The WSJ editorial board is known for its strong defense of economic freedom — and, in that capacity, have been (along with Forbes and Investor’s Business Daily) the strongest critics of the new administration’s spending, regulation and government intervention policies.
Thus, the column “Obama Gets It Right on Africa” this morning by editorial board member Bret Stephens immediately caught my eye. The subtitle was “We'd be glad if the government only skimmed 20%.”
Stephens notes Obama’s first-hand encounter with corruption in Africa in Dreams from My Father, specifically the government-owned monopoly that controls coffee exports in Kenyan. Stephens quotes a farmer’s lament (page 352 according to Google books):
"'The Kenyan Coffee Union. They are thieves. They regulate what we can plant and when we can plant it. I can only sell my coffee to them, and they sell it overseas. They say to us that prices are dropping, but I know they still get one hundred times what they pay to me. The rest goes where?' Francis shook his head with disgust. 'It's a terrible thing when the government steals from its own people.'"
Another Google book on
the Kenyan one-party state (by
Jennifer Widner of Princeton) notes that in the 1980s, the government either eliminated or marginalized the two organizations that once represented farmers’ interests, to minimize the political voice and economic returns that the coffee growers gain from their efforts.

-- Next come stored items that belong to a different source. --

//! Tower placement validation and sell lookup.

use glam::DVec2;
use hecs::Entity;
use thiserror::Error;

use kaiju_core::constants::*;
use kaiju_core::enums::GamePhase;
use kaiju_core::geometry::{square_contains, square_overlaps_corridor, Path};

/// Why a tower cannot go where the player asked.
#[derive(Debug, Clone, PartialEq, Error)]
pub enum PlacementError {
    #[error("towers cannot be placed during {phase:?}")]
    WrongPhase { phase: GamePhase },
    #[error("tower cap of {max} reached")]
    TowerCap { max: usize },
    #[error("footprint overlaps the enemy path")]
    OnPath,
    #[error("too close to another tower ({distance:.1} units)")]
    TooClose { distance: f64 },
    #[error("costs {cost}, only {cash} available")]
    InsufficientFunds { cost: u32, cash: u32 },
    #[error("position is not finite")]
    NonFinite,
}

/// Check a candidate tower center against the cap, the path corridor and
/// the existing towers. Each rule is checked independently.
pub fn can_place(
    position: DVec2,
    path: &Path,
    existing: &[DVec2],
    max_towers: usize,
) -> Result<(), PlacementError> {
    if !position.is_finite() {
        return Err(PlacementError::NonFinite);
    }
    if existing.len() >= max_towers {
        return Err(PlacementError::TowerCap { max: max_towers });
    }
    let on_path = path.segments().any(|(a, b)| {
        square_overlaps_corridor(position, TOWER_FOOTPRINT, a, b, PATH_CORRIDOR_WIDTH)
    });
    if on_path {
        return Err(PlacementError::OnPath);
    }
    if let Some(distance) = existing
        .iter()
        .map(|other| other.distance(position))
        .find(|&distance| distance < TOWER_MIN_SEPARATION)
    {
        return Err(PlacementError::TooClose { distance });
    }
    Ok(())
}

/// First tower whose footprint contains `point`.
pub fn find_tower_at(
    point: DVec2,
    towers: impl IntoIterator<Item = (Entity, DVec2)>,
) -> Option<Entity> {
    towers
        .into_iter()
        .find(|&(_, center)| square_contains(center, TOWER_FOOTPRINT, point))
        .map(|(entity, _)| entity)
}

Stephens guesses that this encounter was on the president’s mind during
his speech Saturday in Ghana, which Stephens calls “by far the best of his presidency.” As Stephens writes:
Here's some of what Mr. Obama said: "No business wants to invest in a place where the government skims 20% off the top." "The purpose of foreign assistance must be creating the conditions where it's no longer needed." "The West is not responsible for the destruction of the Zimbabwean economy over the last decade, or wars in which children are enlisted as combatants." "We must support strong and sustainable democratic governments." "America can also do more to promote trade and investment." "We have a responsibility to support those who act responsibly and to isolate those who don't, and that is exactly what America will do." "History shows that countries thrive when they . . . create space for small and medium-sized businesses that create jobs."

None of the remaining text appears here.